В то же время, по словам Аймермахера, аналитическая интерпретация текста в большей мере обращает внимание как на главные (лексические, стилистические и вообще семиотические) свойства литературных текстов, так и, с другой стороны, на текстовые данные, в целом осторожно привлекаемые для интерпретации. При этом было бы важно не только установить и разработать однозначные и гомогенные знаки для интерпретации, но и, наряду с гетерогенными или косвенно устанавливаемыми (латентными) знаками и комплексами знаков, установить прежде всего их функциональный характер в пределах текстовой иерархии и потенциал их неустойчивости. Тем самым может быть компенсирована как частичная несоразмерность аналитического инструментария, так и его селективный характер. Дальнейшей компенсацией для точных, а тем самым и простых (по сравнению со сложно построенными литературными текстами) категорий анализа и для компенсации произвола традиционных, опирающихся на метафоры интерпретаций, по мнению ученого, могло бы быть - исходя из системной взаимосвязи текстов - взаимосопряжение определенных систематических параметров исследования. Еще и сегодня распространенное во многих литературоведческих работах отчасти неконтролируемое, интуитивное употребление метафор как метод, позволяющий воспроизводить "экономически сжатым образом" комплексные факты текста и использовать их для интерпретации, накладываемой на текстовой синтез, тем самым хотя и не было бы еще полностью заменено, однако стало бы, по мнению К. Аймермахера, рационально более прозрачным и могло бы рассматриваться как первый шаг более эксплицируемой процедуры интерпретации.

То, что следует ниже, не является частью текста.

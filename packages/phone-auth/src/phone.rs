//! Phone number normalization.
//!
//! User input is free-form (`"98765 43210"`, `"(+91) 98765-43210"`). The
//! identity provider only accepts one canonical, country-prefixed form, so
//! every number passes through [`PhoneNumberNormalizer`] before any network
//! call is made.

use serde::Serialize;
use sha2::{Digest, Sha256};
use std::fmt;

use crate::error::NormalizationError;

/// Dialing rules for the single supported country.
#[derive(Debug, Clone, PartialEq, Eq)]
pub struct CountryRule {
    /// Calling code without the leading `+`, e.g. `"91"`
    pub calling_code: String,
    /// Number of digits in a national number
    pub national_len: usize,
    /// Adjective used in user-facing messages, e.g. `"Indian"`
    pub name: String,
}

impl CountryRule {
    pub fn new(calling_code: impl Into<String>, national_len: usize, name: impl Into<String>) -> Self {
        Self {
            calling_code: calling_code.into(),
            national_len,
            name: name.into(),
        }
    }

    /// India: `+91` followed by a 10-digit mobile number.
    pub fn india() -> Self {
        Self::new("91", 10, "Indian")
    }

    /// Digit count of a number that already carries the calling code.
    pub fn prefixed_len(&self) -> usize {
        self.calling_code.len() + self.national_len
    }

    fn format_hint(&self) -> String {
        format!(
            "Invalid phone number format. Please enter a {}-digit {} mobile number.",
            self.national_len, self.name
        )
    }
}

impl Default for CountryRule {
    fn default() -> Self {
        Self::india()
    }
}

/// A phone number that passed normalization.
///
/// Only valid numbers are ever constructed; a failed normalization is a
/// [`NormalizationError`] instead of a `PhoneNumber` with a validity flag.
#[derive(Debug, Clone, PartialEq, Eq, Serialize)]
pub struct PhoneNumber {
    raw: String,
    canonical: String,
}

impl PhoneNumber {
    /// Input exactly as the user typed it
    pub fn raw(&self) -> &str {
        &self.raw
    }

    /// Canonical `+<calling code><national number>` form
    pub fn canonical(&self) -> &str {
        &self.canonical
    }

    /// Short SHA256 fingerprint of the canonical number, safe to log.
    pub fn fingerprint(&self) -> String {
        let mut hasher = Sha256::new();
        hasher.update(self.canonical.as_bytes());
        let hash = format!("{:x}", hasher.finalize());
        hash[..12].to_string()
    }
}

impl fmt::Display for PhoneNumber {
    fn fmt(&self, f: &mut fmt::Formatter<'_>) -> fmt::Result {
        f.write_str(&self.canonical)
    }
}

/// Converts raw input into a [`PhoneNumber`] for one country.
#[derive(Debug, Clone, Default)]
pub struct PhoneNumberNormalizer {
    rule: CountryRule,
}

impl PhoneNumberNormalizer {
    pub fn new(rule: CountryRule) -> Self {
        Self { rule }
    }

    pub fn rule(&self) -> &CountryRule {
        &self.rule
    }

    /// Normalize free-form input.
    ///
    /// All non-digit characters are stripped. What remains must be either a
    /// bare national number or a national number preceded by the calling
    /// code; anything else is rejected.
    pub fn normalize(&self, raw: &str) -> Result<PhoneNumber, NormalizationError> {
        let digits: String = raw.chars().filter(|c| c.is_ascii_digit()).collect();

        let canonical = if digits.len() == self.rule.national_len {
            format!("+{}{}", self.rule.calling_code, digits)
        } else if digits.len() == self.rule.prefixed_len()
            && digits.starts_with(&self.rule.calling_code)
        {
            format!("+{}", digits)
        } else {
            return Err(NormalizationError::InvalidFormat {
                message: self.rule.format_hint(),
            });
        };

        Ok(PhoneNumber {
            raw: raw.to_string(),
            canonical,
        })
    }
}

/// Normalize with the default country rule.
pub fn normalize(raw: &str) -> Result<PhoneNumber, NormalizationError> {
    PhoneNumberNormalizer::default().normalize(raw)
}

#[cfg(test)]
mod tests {
    use super::*;

    #[test]
    fn test_bare_national_number_gets_prefix() {
        let phone = normalize("9876543210").unwrap();
        assert_eq!(phone.canonical(), "+919876543210");
        assert_eq!(phone.raw(), "9876543210");
    }

    #[test]
    fn test_separators_are_stripped() {
        for raw in ["98765-43210", "98765 43210", "(987) 654.3210", " 9 8 7 6 5 4 3 2 1 0 "] {
            let phone = normalize(raw).unwrap();
            assert_eq!(phone.canonical(), "+919876543210", "input: {raw:?}");
        }
    }

    #[test]
    fn test_prefixed_number_is_accepted() {
        assert_eq!(normalize("919876543210").unwrap().canonical(), "+919876543210");
        assert_eq!(normalize("+91 98765 43210").unwrap().canonical(), "+919876543210");
    }

    #[test]
    fn test_canonical_output_is_stable() {
        let first = normalize("98765-43210").unwrap();
        let again = normalize(first.canonical().trim_start_matches('+')).unwrap();
        assert_eq!(first.canonical(), again.canonical());

        let with_plus = normalize(first.canonical()).unwrap();
        assert_eq!(first.canonical(), with_plus.canonical());
    }

    #[test]
    fn test_wrong_country_code_is_rejected() {
        let err = normalize("449876543210").unwrap_err();
        assert!(matches!(err, NormalizationError::InvalidFormat { .. }));
    }

    #[test]
    fn test_wrong_digit_counts_are_rejected() {
        for raw in ["", "123", "987654321", "98765432101", "9198765432101", "abc-def"] {
            assert!(normalize(raw).is_err(), "input: {raw:?}");
        }
    }

    #[test]
    fn test_error_message_describes_national_format() {
        let err = normalize("123").unwrap_err();
        assert_eq!(
            err.to_string(),
            "Invalid phone number format. Please enter a 10-digit Indian mobile number."
        );
    }

    #[test]
    fn test_custom_country_rule() {
        let normalizer = PhoneNumberNormalizer::new(CountryRule::new("1", 10, "US"));
        assert_eq!(
            normalizer.normalize("(415) 555-1212").unwrap().canonical(),
            "+14155551212"
        );
        assert_eq!(
            normalizer.normalize("1-415-555-1212").unwrap().canonical(),
            "+14155551212"
        );
        assert!(normalizer.normalize("44 415 555 1212").is_err());
    }

    #[test]
    fn test_fingerprint_is_stable_and_short() {
        let a = normalize("9876543210").unwrap();
        let b = normalize("+91 98765 43210").unwrap();
        assert_eq!(a.fingerprint(), b.fingerprint());
        assert_eq!(a.fingerprint().len(), 12);
        assert!(a.fingerprint().chars().all(|c| c.is_ascii_hexdigit()));
    }
}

Было бы, конечно, недоразумением ожидать здесь рецептов для разрешения этой в целом неоднозначно решаемой фундаментальной методологической трудности. Подобно тому как в семиотике речь идет не только о разыскании раз и навсегда устанавливаемых "структур" в смысле статического единства, в отношении опосредования "семиотики анализа" и "семиотики текста" в процессе интерпретации теста не может быть указано никаких жестких процедур интерпретации. Существенно, по словам исследователя, скорее иное: с одной стороны, требование особо развитой чувствительности к существующим здесь методологическим трудностям и, с другой стороны, осторожное опробование исследовательских шагов в системной взаимосвязи отдельных текстов, равно как и осмотрительная интерпретация тех данных, которые были обнаружены благодаря им. Это, следовательно, зависит в первую очередь от компетенции, с которой может быть воспринят некоторый текст - целостно и в своих возможных структурных признаках, - а также от того, какое знание как об общих, так и о специальных принципах текста, образующих литературную связность, является осознанным.
Все это, конечно, не более чем банальные, общеизвестные основоположения, на которые как при анализе, так и при интерпретации следует обращать внимание. Их экземплификация была бы слишком расточительной и показала бы только, насколько необходимо внимание ко всеобщим принципам литературоведческой работы. Поэтому, как говорит К. Аймермахер, далее речь может идти только о том, чтобы выявить некоторые намеченные пути к возможному разрешению названной проблемы без какого бы то ни было притязания на полноту.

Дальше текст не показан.